The National Gallery has in its collection some of the most important works by Warhol and other contemporary artists, great Canadian and European artists. The Canadian Group of Seven paintings are my favourites. It is a very interesting museum to visit not only for its art collection but also for its architecture.
National Gallery of Canada on Nepean Point seen from Parliament Hill


The great hall of the Gallery, copies the Library of Parliament across on the other hill. All glass and granite.

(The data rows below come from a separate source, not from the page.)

//! Subset of `linux/videodev2.h` and of the MFC vendor control IDs used by this crate.
//!
//! Only the structures exchanged with the MFC driver are described here. Their layout must match
//! the kernel ABI exactly since their size is encoded in the ioctl request numbers.
#![allow(dead_code)]
#![allow(non_upper_case_globals)]
#![allow(non_camel_case_types)]
#![allow(clippy::all)]

use nix::libc::{c_ulong, c_void, timeval};

pub const VIDEO_MAX_PLANES: u32 = 8;

pub const v4l2_buf_type_V4L2_BUF_TYPE_VIDEO_CAPTURE: u32 = 1;
pub const v4l2_buf_type_V4L2_BUF_TYPE_VIDEO_CAPTURE_MPLANE: u32 = 9;
pub const v4l2_buf_type_V4L2_BUF_TYPE_VIDEO_OUTPUT_MPLANE: u32 = 10;

pub const v4l2_memory_V4L2_MEMORY_MMAP: u32 = 1;
pub const v4l2_memory_V4L2_MEMORY_USERPTR: u32 = 2;
pub const v4l2_memory_V4L2_MEMORY_DMABUF: u32 = 4;

pub const V4L2_CAP_VIDEO_CAPTURE_MPLANE: u32 = 0x00001000;
pub const V4L2_CAP_VIDEO_OUTPUT_MPLANE: u32 = 0x00002000;
pub const V4L2_CAP_VIDEO_M2M_MPLANE: u32 = 0x00004000;
pub const V4L2_CAP_STREAMING: u32 = 0x04000000;
pub const V4L2_CAP_DEVICE_CAPS: u32 = 0x80000000;

pub const V4L2_BUF_FLAG_MAPPED: u32 = 0x00000001;
pub const V4L2_BUF_FLAG_QUEUED: u32 = 0x00000002;
pub const V4L2_BUF_FLAG_DONE: u32 = 0x00000004;
pub const V4L2_BUF_FLAG_KEYFRAME: u32 = 0x00000008;
pub const V4L2_BUF_FLAG_PFRAME: u32 = 0x00000010;
pub const V4L2_BUF_FLAG_BFRAME: u32 = 0x00000020;
pub const V4L2_BUF_FLAG_ERROR: u32 = 0x00000040;
pub const V4L2_BUF_FLAG_LAST: u32 = 0x00100000;

pub const V4L2_CTRL_CLASS_USER: u32 = 0x00980000;
pub const V4L2_CTRL_CLASS_MPEG: u32 = 0x00990000;

pub const V4L2_CID_BASE: u32 = V4L2_CTRL_CLASS_USER | 0x900;
pub const V4L2_CID_MIN_BUFFERS_FOR_CAPTURE: u32 = V4L2_CID_BASE + 39;
pub const V4L2_CID_CACHEABLE: u32 = V4L2_CID_BASE + 48;

pub const V4L2_CID_MPEG_BASE: u32 = V4L2_CTRL_CLASS_MPEG | 0x900;
pub const V4L2_CID_MPEG_VIDEO_B_FRAMES: u32 = V4L2_CID_MPEG_BASE + 202;
pub const V4L2_CID_MPEG_VIDEO_GOP_SIZE: u32 = V4L2_CID_MPEG_BASE + 203;
pub const V4L2_CID_MPEG_VIDEO_GOP_CLOSURE: u32 = V4L2_CID_MPEG_BASE + 204;
pub const V4L2_CID_MPEG_VIDEO_BITRATE: u32 = V4L2_CID_MPEG_BASE + 207;
pub const V4L2_CID_MPEG_VIDEO_DECODER_SLICE_INTERFACE: u32 = V4L2_CID_MPEG_BASE + 212;
pub const V4L2_CID_MPEG_VIDEO_DECODER_MPEG4_DEBLOCK_FILTER: u32 = V4L2_CID_MPEG_BASE + 213;
pub const V4L2_CID_MPEG_VIDEO_CYCLIC_INTRA_REFRESH_MB: u32 = V4L2_CID_MPEG_BASE + 214;
pub const V4L2_CID_MPEG_VIDEO_FRAME_RC_ENABLE: u32 = V4L2_CID_MPEG_BASE + 215;
pub const V4L2_CID_MPEG_VIDEO_HEADER_MODE: u32 = V4L2_CID_MPEG_BASE + 216;
pub const V4L2_CID_MPEG_VIDEO_MB_RC_ENABLE: u32 = V4L2_CID_MPEG_BASE + 218;
pub const V4L2_CID_MPEG_VIDEO_MULTI_SLICE_MAX_BYTES: u32 = V4L2_CID_MPEG_BASE + 219;
pub const V4L2_CID_MPEG_VIDEO_MULTI_SLICE_MAX_MB: u32 = V4L2_CID_MPEG_BASE + 220;
pub const V4L2_CID_MPEG_VIDEO_MULTI_SLICE_MODE: u32 = V4L2_CID_MPEG_BASE + 221;
pub const V4L2_CID_MPEG_VIDEO_VBV_SIZE: u32 = V4L2_CID_MPEG_BASE + 222;
pub const V4L2_CID_MPEG_VIDEO_H263_I_FRAME_QP: u32 = V4L2_CID_MPEG_BASE + 300;
pub const V4L2_CID_MPEG_VIDEO_H263_P_FRAME_QP: u32 = V4L2_CID_MPEG_BASE + 301;
pub const V4L2_CID_MPEG_VIDEO_H263_MIN_QP: u32 = V4L2_CID_MPEG_BASE + 303;
pub const V4L2_CID_MPEG_VIDEO_H263_MAX_QP: u32 = V4L2_CID_MPEG_BASE + 304;
pub const V4L2_CID_MPEG_VIDEO_H264_I_FRAME_QP: u32 = V4L2_CID_MPEG_BASE + 350;
pub const V4L2_CID_MPEG_VIDEO_H264_P_FRAME_QP: u32 = V4L2_CID_MPEG_BASE + 351;
pub const V4L2_CID_MPEG_VIDEO_H264_B_FRAME_QP: u32 = V4L2_CID_MPEG_BASE + 352;
pub const V4L2_CID_MPEG_VIDEO_H264_MIN_QP: u32 = V4L2_CID_MPEG_BASE + 353;
pub const V4L2_CID_MPEG_VIDEO_H264_MAX_QP: u32 = V4L2_CID_MPEG_BASE + 354;
pub const V4L2_CID_MPEG_VIDEO_H264_8X8_TRANSFORM: u32 = V4L2_CID_MPEG_BASE + 355;
pub const V4L2_CID_MPEG_VIDEO_H264_ENTROPY_MODE: u32 = V4L2_CID_MPEG_BASE + 357;
pub const V4L2_CID_MPEG_VIDEO_H264_I_PERIOD: u32 = V4L2_CID_MPEG_BASE + 358;
pub const V4L2_CID_MPEG_VIDEO_H264_LEVEL: u32 = V4L2_CID_MPEG_BASE + 359;
pub const V4L2_CID_MPEG_VIDEO_H264_LOOP_FILTER_ALPHA: u32 = V4L2_CID_MPEG_BASE + 360;
pub const V4L2_CID_MPEG_VIDEO_H264_LOOP_FILTER_BETA: u32 = V4L2_CID_MPEG_BASE + 361;
pub const V4L2_CID_MPEG_VIDEO_H264_LOOP_FILTER_MODE: u32 = V4L2_CID_MPEG_BASE + 362;
pub const V4L2_CID_MPEG_VIDEO_H264_PROFILE: u32 = V4L2_CID_MPEG_BASE + 363;
pub const V4L2_CID_MPEG_VIDEO_H264_VUI_SAR_ENABLE: u32 = V4L2_CID_MPEG_BASE + 366;
pub const V4L2_CID_MPEG_VIDEO_H264_SEI_FRAME_PACKING: u32 = V4L2_CID_MPEG_BASE + 368;
pub const V4L2_CID_MPEG_VIDEO_H264_FMO: u32 = V4L2_CID_MPEG_BASE + 371;
pub const V4L2_CID_MPEG_VIDEO_H264_ASO: u32 = V4L2_CID_MPEG_BASE + 377;
pub const V4L2_CID_MPEG_VIDEO_H264_HIERARCHICAL_CODING: u32 = V4L2_CID_MPEG_BASE + 379;
pub const V4L2_CID_MPEG_VIDEO_MPEG4_I_FRAME_QP: u32 = V4L2_CID_MPEG_BASE + 400;
pub const V4L2_CID_MPEG_VIDEO_MPEG4_P_FRAME_QP: u32 = V4L2_CID_MPEG_BASE + 401;
pub const V4L2_CID_MPEG_VIDEO_MPEG4_B_FRAME_QP: u32 = V4L2_CID_MPEG_BASE + 402;
pub const V4L2_CID_MPEG_VIDEO_MPEG4_MIN_QP: u32 = V4L2_CID_MPEG_BASE + 403;
pub const V4L2_CID_MPEG_VIDEO_MPEG4_MAX_QP: u32 = V4L2_CID_MPEG_BASE + 404;
pub const V4L2_CID_MPEG_VIDEO_MPEG4_LEVEL: u32 = V4L2_CID_MPEG_BASE + 405;
pub const V4L2_CID_MPEG_VIDEO_MPEG4_PROFILE: u32 = V4L2_CID_MPEG_BASE + 406;
pub const V4L2_CID_MPEG_VIDEO_MPEG4_QPEL: u32 = V4L2_CID_MPEG_BASE + 407;

pub const V4L2_MPEG_VIDEO_HEADER_MODE_SEPARATE: i32 = 0;

pub const V4L2_CID_MPEG_MFC51_BASE: u32 = V4L2_CTRL_CLASS_MPEG | 0x1100;
pub const V4L2_CID_MPEG_MFC51_VIDEO_DECODER_H264_DISPLAY_DELAY: u32 = V4L2_CID_MPEG_MFC51_BASE;
pub const V4L2_CID_MPEG_MFC51_VIDEO_FRAME_SKIP_MODE: u32 = V4L2_CID_MPEG_MFC51_BASE + 2;
pub const V4L2_CID_MPEG_MFC51_VIDEO_FORCE_FRAME_TYPE: u32 = V4L2_CID_MPEG_MFC51_BASE + 3;
pub const V4L2_CID_MPEG_MFC51_VIDEO_PADDING: u32 = V4L2_CID_MPEG_MFC51_BASE + 4;
pub const V4L2_CID_MPEG_MFC51_VIDEO_PADDING_YUV: u32 = V4L2_CID_MPEG_MFC51_BASE + 5;
pub const V4L2_CID_MPEG_MFC51_VIDEO_RC_FIXED_TARGET_BIT: u32 = V4L2_CID_MPEG_MFC51_BASE + 6;
pub const V4L2_CID_MPEG_MFC51_VIDEO_RC_REACTION_COEFF: u32 = V4L2_CID_MPEG_MFC51_BASE + 7;
pub const V4L2_CID_MPEG_MFC51_VIDEO_H264_ADAPTIVE_RC_ACTIVITY: u32 = V4L2_CID_MPEG_MFC51_BASE + 50;
pub const V4L2_CID_MPEG_MFC51_VIDEO_H264_ADAPTIVE_RC_DARK: u32 = V4L2_CID_MPEG_MFC51_BASE + 51;
pub const V4L2_CID_MPEG_MFC51_VIDEO_H264_ADAPTIVE_RC_SMOOTH: u32 = V4L2_CID_MPEG_MFC51_BASE + 52;
pub const V4L2_CID_MPEG_MFC51_VIDEO_H264_ADAPTIVE_RC_STATIC: u32 = V4L2_CID_MPEG_MFC51_BASE + 53;
pub const V4L2_CID_MPEG_MFC51_VIDEO_H264_NUM_REF_PIC_FOR_P: u32 = V4L2_CID_MPEG_MFC51_BASE + 54;

pub const V4L2_MPEG_MFC51_VIDEO_FRAME_SKIP_MODE_DISABLED: i32 = 0;
pub const V4L2_MPEG_MFC51_VIDEO_FRAME_SKIP_MODE_LEVEL_LIMIT: i32 = 1;
pub const V4L2_MPEG_MFC51_VIDEO_FRAME_SKIP_MODE_BUF_LIMIT: i32 = 2;

// Vendor controls exposed by the Exynos MFC driver only.
pub const V4L2_CID_MPEG_MFC_BASE: u32 = V4L2_CTRL_CLASS_MPEG | 0x2000;
pub const V4L2_CID_MPEG_VIDEO_H264_SEI_FP_AVAIL: u32 = V4L2_CID_MPEG_MFC_BASE + 1;
pub const V4L2_CID_MPEG_VIDEO_H264_SEI_FP_ARRGMENT_ID: u32 = V4L2_CID_MPEG_MFC_BASE + 2;
pub const V4L2_CID_MPEG_VIDEO_H264_SEI_FP_INFO: u32 = V4L2_CID_MPEG_MFC_BASE + 3;
pub const V4L2_CID_MPEG_VIDEO_H264_SEI_FP_GRID_POS: u32 = V4L2_CID_MPEG_MFC_BASE + 4;
pub const V4L2_CID_MPEG_MFC51_VIDEO_PACKED_PB: u32 = V4L2_CID_MPEG_MFC_BASE + 5;
pub const V4L2_CID_MPEG_MFC51_VIDEO_FRAME_TAG: u32 = V4L2_CID_MPEG_MFC_BASE + 6;
pub const V4L2_CID_MPEG_MFC51_VIDEO_CHECK_STATE: u32 = V4L2_CID_MPEG_MFC_BASE + 13;
pub const V4L2_CID_MPEG_MFC51_VIDEO_DISPLAY_STATUS: u32 = V4L2_CID_MPEG_MFC_BASE + 14;
pub const V4L2_CID_MPEG_MFC51_VIDEO_I_FRAME_DECODING: u32 = V4L2_CID_MPEG_MFC_BASE + 23;
pub const V4L2_CID_MPEG_MFC51_VIDEO_FRAME_RATE_CH: u32 = V4L2_CID_MPEG_MFC_BASE + 24;
pub const V4L2_CID_MPEG_MFC51_VIDEO_BIT_RATE_CH: u32 = V4L2_CID_MPEG_MFC_BASE + 25;
pub const V4L2_CID_MPEG_MFC51_VIDEO_H264_INTERLACE: u32 = V4L2_CID_MPEG_MFC_BASE + 26;
pub const V4L2_CID_MPEG_MFC51_VIDEO_H264_RC_FRAME_RATE: u32 = V4L2_CID_MPEG_MFC_BASE + 27;
pub const V4L2_CID_MPEG_MFC51_VIDEO_MPEG4_VOP_TIME_RES: u32 = V4L2_CID_MPEG_MFC_BASE + 28;
pub const V4L2_CID_MPEG_MFC51_VIDEO_MPEG4_VOP_FRM_DELTA: u32 = V4L2_CID_MPEG_MFC_BASE + 29;
pub const V4L2_CID_MPEG_MFC51_VIDEO_H263_RC_FRAME_RATE: u32 = V4L2_CID_MPEG_MFC_BASE + 30;
pub const V4L2_CID_MPEG_VIDEO_H264_PREPEND_SPSPPS_TO_IDR: u32 = V4L2_CID_MPEG_MFC_BASE + 32;
pub const V4L2_CID_MPEG_MFC_SET_DYNAMIC_DPB_MODE: u32 = V4L2_CID_MPEG_MFC_BASE + 33;
pub const V4L2_CID_MPEG_MFC_SET_USER_SHARED_HANDLE: u32 = V4L2_CID_MPEG_MFC_BASE + 34;

/// `CHECK_STATE` value reported while the stream resolution is changing.
pub const MFCSTATE_DEC_RES_DETECT: i32 = 1;

pub const fn v4l2_fourcc(a: u8, b: u8, c: u8, d: u8) -> u32 {
    (a as u32) | ((b as u32) << 8) | ((c as u32) << 16) | ((d as u32) << 24)
}

#[repr(C)]
#[derive(Debug, Copy, Clone)]
pub struct v4l2_capability {
    pub driver: [u8; 16],
    pub card: [u8; 32],
    pub bus_info: [u8; 32],
    pub version: u32,
    pub capabilities: u32,
    pub device_caps: u32,
    pub reserved: [u32; 3],
}

impl Default for v4l2_capability {
    fn default() -> Self {
        // SAFETY: all-zero is a valid value for this plain-data struct.
        unsafe { std::mem::zeroed() }
    }
}

#[repr(C)]
#[derive(Debug, Default, Copy, Clone)]
pub struct v4l2_requestbuffers {
    pub count: u32,
    pub type_: u32,
    pub memory: u32,
    pub capabilities: u32,
    pub flags: u8,
    pub reserved: [u8; 3],
}

#[repr(C)]
#[derive(Copy, Clone)]
pub union v4l2_plane__bindgen_ty_1 {
    pub mem_offset: u32,
    pub userptr: c_ulong,
    pub fd: i32,
}

impl Default for v4l2_plane__bindgen_ty_1 {
    fn default() -> Self {
        Self { userptr: 0 }
    }
}

#[repr(C)]
#[derive(Copy, Clone, Default)]
pub struct v4l2_plane {
    pub bytesused: u32,
    pub length: u32,
    pub m: v4l2_plane__bindgen_ty_1,
    pub data_offset: u32,
    pub reserved: [u32; 11],
}

#[repr(C)]
#[derive(Debug, Default, Copy, Clone)]
pub struct v4l2_timecode {
    pub type_: u32,
    pub flags: u32,
    pub frames: u8,
    pub seconds: u8,
    pub minutes: u8,
    pub hours: u8,
    pub userbits: [u8; 4],
}

#[repr(C)]
#[derive(Copy, Clone)]
pub union v4l2_buffer__bindgen_ty_1 {
    pub offset: u32,
    pub userptr: c_ulong,
    pub planes: *mut v4l2_plane,
    pub fd: i32,
}

#[repr(C)]
#[derive(Copy, Clone)]
pub union v4l2_buffer__bindgen_ty_2 {
    pub request_fd: i32,
    pub reserved: u32,
}

#[repr(C)]
#[derive(Copy, Clone)]
pub struct v4l2_buffer {
    pub index: u32,
    pub type_: u32,
    pub bytesused: u32,
    pub flags: u32,
    pub field: u32,
    pub timestamp: timeval,
    pub timecode: v4l2_timecode,
    pub sequence: u32,
    pub memory: u32,
    pub m: v4l2_buffer__bindgen_ty_1,
    pub length: u32,
    pub reserved2: u32,
    pub __bindgen_anon_1: v4l2_buffer__bindgen_ty_2,
}

impl Default for v4l2_buffer {
    fn default() -> Self {
        // SAFETY: all-zero is a valid value for this plain-data struct, the `planes` pointer
        // included.
        unsafe { std::mem::zeroed() }
    }
}

#[repr(C)]
#[derive(Debug, Default, Copy, Clone)]
pub struct v4l2_plane_pix_format {
    pub sizeimage: u32,
    pub bytesperline: u32,
    pub reserved: [u16; 6],
}

#[repr(C)]
#[derive(Debug, Default, Copy, Clone)]
pub struct v4l2_pix_format_mplane {
    pub width: u32,
    pub height: u32,
    pub pixelformat: u32,
    pub field: u32,
    pub colorspace: u32,
    pub plane_fmt: [v4l2_plane_pix_format; VIDEO_MAX_PLANES as usize],
    pub num_planes: u8,
    pub flags: u8,
    pub ycbcr_enc: u8,
    pub quantization: u8,
    pub xfer_func: u8,
    pub reserved: [u8; 7],
}

#[repr(C)]
#[derive(Copy, Clone)]
pub union v4l2_format__bindgen_ty_1 {
    pub pix_mp: v4l2_pix_format_mplane,
    pub raw_data: [u8; 200],
    // The kernel union contains pointers, which makes it 8-byte aligned.
    pub _align: [u64; 25],
}

#[repr(C)]
#[derive(Copy, Clone)]
pub struct v4l2_format {
    pub type_: u32,
    pub fmt: v4l2_format__bindgen_ty_1,
}

impl Default for v4l2_format {
    fn default() -> Self {
        Self {
            type_: 0,
            fmt: v4l2_format__bindgen_ty_1 { raw_data: [0; 200] },
        }
    }
}

#[repr(C)]
#[derive(Debug, Default, Copy, Clone)]
pub struct v4l2_rect {
    pub left: i32,
    pub top: i32,
    pub width: u32,
    pub height: u32,
}

#[repr(C)]
#[derive(Debug, Default, Copy, Clone)]
pub struct v4l2_crop {
    pub type_: u32,
    pub c: v4l2_rect,
}

#[repr(C)]
#[derive(Debug, Default, Copy, Clone)]
pub struct v4l2_control {
    pub id: u32,
    pub value: i32,
}

#[repr(C, packed)]
#[derive(Copy, Clone)]
pub union v4l2_ext_control__bindgen_ty_1 {
    pub value: i32,
    pub value64: i64,
    pub ptr: *mut c_void,
}

#[repr(C, packed)]
#[derive(Copy, Clone)]
pub struct v4l2_ext_control {
    pub id: u32,
    pub size: u32,
    pub reserved2: [u32; 1],
    pub __bindgen_anon_1: v4l2_ext_control__bindgen_ty_1,
}

impl Default for v4l2_ext_control {
    fn default() -> Self {
        Self {
            id: 0,
            size: 0,
            reserved2: [0],
            __bindgen_anon_1: v4l2_ext_control__bindgen_ty_1 { value64: 0 },
        }
    }
}

#[repr(C)]
#[derive(Copy, Clone)]
pub struct v4l2_ext_controls {
    pub which: u32,
    pub count: u32,
    pub error_idx: u32,
    pub request_fd: i32,
    pub reserved: [u32; 1],
    pub controls: *mut v4l2_ext_control,
}

impl Default for v4l2_ext_controls {
    fn default() -> Self {
        Self {
            which: 0,
            count: 0,
            error_idx: 0,
            request_fd: 0,
            reserved: [0],
            controls: std::ptr::null_mut(),
        }
    }
}

#[cfg(all(test, target_pointer_width = "64"))]
mod tests {
    use super::*;
    use std::mem::size_of;

    #[test]
    fn abi_sizes() {
        assert_eq!(size_of::<v4l2_capability>(), 104);
        assert_eq!(size_of::<v4l2_requestbuffers>(), 20);
        assert_eq!(size_of::<v4l2_plane>(), 64);
        assert_eq!(size_of::<v4l2_buffer>(), 88);
        assert_eq!(size_of::<v4l2_format>(), 208);
        assert_eq!(size_of::<v4l2_crop>(), 20);
        assert_eq!(size_of::<v4l2_control>(), 8);
        assert_eq!(size_of::<v4l2_ext_control>(), 20);
        assert_eq!(size_of::<v4l2_ext_controls>(), 32);
    }
}
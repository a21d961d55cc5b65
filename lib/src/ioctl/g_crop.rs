//! `VIDIOC_G_CROP`, which the MFC uses to report the visible area of decoded frames.
use std::os::unix::io::AsRawFd;

use nix::errno::Errno;
use thiserror::Error;

use crate::bindings::v4l2_crop;
use crate::{QueueType, Rect};

#[doc(hidden)]
mod ioctl {
    use crate::bindings::v4l2_crop;
    nix::ioctl_readwrite!(vidioc_g_crop, b'V', 59, v4l2_crop);
}

#[derive(Debug, Error)]
pub enum GCropError {
    #[error("no crop rectangle on {0}")]
    Invalid(QueueType),
    #[error("ioctl error: {0}")]
    IoctlError(Errno),
}

impl From<GCropError> for Errno {
    fn from(err: GCropError) -> Self {
        match err {
            GCropError::Invalid(_) => Errno::EINVAL,
            GCropError::IoctlError(e) => e,
        }
    }
}

pub fn g_crop(fd: &impl AsRawFd, queue: QueueType) -> Result<Rect, GCropError> {
    let mut crop = v4l2_crop {
        type_: queue as u32,
        ..Default::default()
    };
    // SAFETY: `crop` is a valid structure the driver fills.
    unsafe { ioctl::vidioc_g_crop(fd.as_raw_fd(), &mut crop) }.map_err(|e| match e {
        Errno::EINVAL => GCropError::Invalid(queue),
        e => GCropError::IoctlError(e),
    })?;

    Ok(crop.c.into())
}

I walked around the Gallery, looking at everything and getting myself re-acquainted with the museum. I had not been in 10 years. Many new pieces were on display. A very interesting installation was the Janet Cardiff, Forty Part Motet in the old Rideau Street Convent Chapel. When the Rideau Street Convent was destroyed the Chapel was saved by Friends of the Museum who raised enormous amounts of money to ensure that architectural treasure would not perish. It has been re-assembled inside the Gallery. Janet Cardiff arranged a series of speakers in the chapel, the impression if you stand in the middle of the chapel is that you are part of a singing choir, you hear people next to you breathing as they sing and you hear every voice of the choir. It is the most stunning effect, you are part of the choir not part of an audience listening.  Being in the Rideau Chapel to hear this is quite beautiful.

The other exhibit I enjoyed is entitled Monuments of Paris by Hubert Robert who was a landscape designer and decorator, great admirer of Giovanni Panini and Giovanni Battista Piranese, he went to Rome in 1754 to study art. He returned to Paris in 1765. Robert was appointed garden designer at Versailles. His tableau Monuments of Paris juxtaposes seven significant Parisian structures in an imaginary setting. It was first shown in 1789 in Paris, the composition shows Porte St-Denis erected in 1672 to commemorate the French Army's victories on the Rhine, directly facing the gate is an equestrian statue of Louis XIV erected in 1692, it was destroyed during the revolution in 1792. To the right the Fountain of the Innocents it was commissioned in 1549 in honour of King Henry II.  The Medici column  dedicated to Catherine Medici, wife of King Henry II. The panorama is obscured by the Eastern Facade of the Palais du Louvre built in 1665 and completed in 1672 when the Court moved to Versailles.
In the background is the Fountain of the Four Seasons 1736 and looming over the composition is the Church of St-Geneviève commissioned by Louis XV, the church was not quite completed in 1791 when the Revolution under the Assembly decided to dedicate the building to French national heroes and it became the Pantheon. Retrospectively this masterpiece appears as a tribute to the master builders of the Ancien Regime.









1 comment:

  1. My favorite Canadian Museum is the Museum of anthropology in Victoria British Columbia. just my cup of tea!